The absence of a political choice
"George Osborne got up at his party conference last month and declared that to cut the deficit further he needed to find another £25 billion of savings, and that he’d get them from cuts to welfare. You don’t have to be a Harvard-trained economist to know that the last people to have a spare £25 billion sloshing around are the poor. Yet no one seemed that bothered by the Chancellor’s economics."
Armando Iannuci published a powerful piece in The Evening Standard this weekend. I suggest you read it, "Why politicians of all parties are kicking the poor". The leader of the opposition Ed Milliband also comes in for criticism for "restricting his public pronouncements to 'tough' decisions to limit child support payments and to put a cap on welfare spending". Partly as a result of this the UK is "now in the middle of a shocking rise in poverty in all its forms".
The main theme of the piece is that this is being allowed to happen because large groups of people have been switched off the idea of voting:
"I’ve had one senior Labour shadow minister tell me that, if you’ve got a choice between canvassing students or old folk’s homes, you visit the pensioners, since they’ll vote. Hence, students get tuition fees while Osborne in his conference speech assured pensioners they’ll be protected from cuts."
He never mentions Russell Brand's infamous "don't vote" stance but as a subtext it's obvious. He offers no solution though, concluding with the line, "Socially, there can be no hope of cohesion in our communities if politics is now By Special Invitation Only".
Thanks for your feedback on my article about the demonising of welfare .http://t.co/T4ScTrslAl>> question now is, how do we change this?
— Armando Iannucci (@Aiannucci) October 27, 2014
It's a brilliant piece, even if he does reference "Lord" Owen Jones.
As someone who happens to agree with Brand's current "don't vote" position the paucity of answers to the above tweet only strengthens my resolve.
The first highlighted response is a reference to Paul Dacre, editor of The Daily Mail. Essentially it's a "blame the media" post. I'm tired of this attitude because it lets politicians off the hook. People are not stupid, they think for themselves. They choose to read The Daily Mail, it's not forced upon them. Blaming "the media" because people don't agree with you means you dance to the tune of those in Her Majesty's Government who want to control and censor it. Their intent is to avoid criticism. At worst the mainstream media acts, perhaps willingly, as a distraction. However, "the media" didn't cause the banking crisis, or declare war on Iraq.
Then there's the other highlighted response, again urging politicians to "challenge" the media's demonisation. Some of the other comments further down are more are interesting but I've written this post as a clear response to this theme that political disenfranchisement is some kind of PR problem.

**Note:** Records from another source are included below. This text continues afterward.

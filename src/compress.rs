//! Batch compression through a user supplied command.
//!
//! Every file directly inside the source directory whose name ends in `jpg`
//! is handed to an external command, once per file. The command is given as
//! a template containing `{input}` and `{output}`:
//!
//! ```text
//! photo-tiles compress --sourcedir month_07 --destdir month_07_q60 \
//!     --cmd "convert {input} -quality 60 {output}"
//! ```
//!
//! The template is split on whitespace **before** substitution, so a path
//! containing spaces stays a single argument. No shell is involved: pipes,
//! redirects and globs in the template are passed through literally.

use crate::listing::{file_name_lossy, list_entries};
use crate::tool::{Invocation, ToolRunner};
use std::fs;
use std::path::{Path, PathBuf};
use thiserror::Error;

const INPUT: &str = "{input}";
const OUTPUT: &str = "{output}";

#[derive(Error, Debug)]
pub enum CompressError {
    #[error("Invalid command template: {0}")]
    Template(String),
    #[error("IO error: {0}")]
    Io(#[from] std::io::Error),
    #[error("Directory listing failed: {0}")]
    Walk(#[from] walkdir::Error),
}

/// A parsed command template.
#[derive(Debug, Clone, PartialEq, Eq)]
pub struct CommandTemplate {
    tokens: Vec<String>,
}

impl CommandTemplate {
    pub fn parse(template: &str) -> Result<Self, CompressError> {
        let tokens: Vec<String> = template.split_whitespace().map(str::to_string).collect();
        if tokens.is_empty() {
            return Err(CompressError::Template("command is empty".into()));
        }
        for placeholder in [INPUT, OUTPUT] {
            if !tokens.iter().any(|t| t.contains(placeholder)) {
                return Err(CompressError::Template(format!(
                    "'{template}' must contain {placeholder}"
                )));
            }
        }
        Ok(Self { tokens })
    }

    /// Substitute the placeholders for one file.
    pub fn invocation(&self, input: &Path, output: &Path) -> Invocation {
        let input = input.to_string_lossy();
        let output = output.to_string_lossy();
        let mut tokens = self
            .tokens
            .iter()
            .map(|t| t.replace(INPUT, &input).replace(OUTPUT, &output));
        // parse() guarantees at least one token
        let program = tokens.next().unwrap_or_default();
        Invocation::new(program).args(tokens)
    }
}

/// A file whose command failed.
#[derive(Debug, Clone, PartialEq, Eq)]
pub struct CompressFailure {
    pub source: PathBuf,
    pub reason: String,
}

/// Outcome of a batch run.
#[derive(Debug, Clone, Default, PartialEq, Eq)]
pub struct CompressReport {
    /// Output paths written successfully, in source order.
    pub processed: Vec<PathBuf>,
    pub failures: Vec<CompressFailure>,
}

/// Run `template` for every `*jpg` file directly inside `source_dir`,
/// writing to `dest_dir/<name>`.
///
/// One failing file does not stop the rest; failures are collected in the
/// report.
pub fn compress(
    template: &str,
    source_dir: &Path,
    dest_dir: &Path,
    runner: &impl ToolRunner,
) -> Result<CompressReport, CompressError> {
    let template = CommandTemplate::parse(template)?;
    let source_dir = std::path::absolute(source_dir)?;
    let dest_dir = std::path::absolute(dest_dir)?;

    let sources: Vec<PathBuf> = list_entries(&source_dir)?
        .into_iter()
        .filter(|p| file_name_lossy(p).ends_with("jpg"))
        .collect();

    fs::create_dir_all(&dest_dir)?;

    let mut report = CompressReport::default();
    for source in sources {
        let dest = dest_dir.join(file_name_lossy(&source));
        let invocation = template.invocation(&source, &dest);
        match runner.run(&invocation) {
            Ok(_) => {
                tracing::debug!(source = %source.display(), dest = %dest.display(), "compressed");
                report.processed.push(dest);
            }
            Err(e) => {
                tracing::error!(source = %source.display(), error = %e, "compression failed");
                report.failures.push(CompressFailure {
                    source,
                    reason: e.to_string(),
                });
            }
        }
    }

    Ok(report)
}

There are large numbers of people like me who do not vote. I don't think it's because they are apathetic or led by "the media". My reasons are everything to do with the fact there are no politicians or parties with whom I agree. The political system, "Her Majesty's Government", is sick and rotten to the core. It needs massive reform. There are no signs this will ever come because people vote for it. So I, like many others, choose to remain outside of the process. We pay our taxes so we still have the right to criticise it. In fact given that we don't willingly support it I'd argue we have even more of a right to point out its failings.
If a revolution is coming in this country it will only have meaning if it's one of consciousness. A change in the way we think. The appointment of a new "leader", "Prime Minister", "King" or "Queen" is not something I will ever celebrate, or support. The reason I don't vote is because the question I am being asked is meaningless. It changes nothing and only ever brings more of the same.
The sooner people realise this, the sooner we will have real change.
 The Hillsborough disaster seems like a good example. Failings by the police seem to have been the main factor there. However an ill judged and factually incorrect opinion piece in The Sun newspaper about the tragedy is still a more widely spoken of concern for many. One of these two mistakes cost lives and had horrific real life consequences, the other was an opinion based upon police testimony. I think our priorities are messed up when we focus on the latter. I'm open to the possibility these priorities are encouraged deliberately because they let the establishment off the hook but confident times are changing.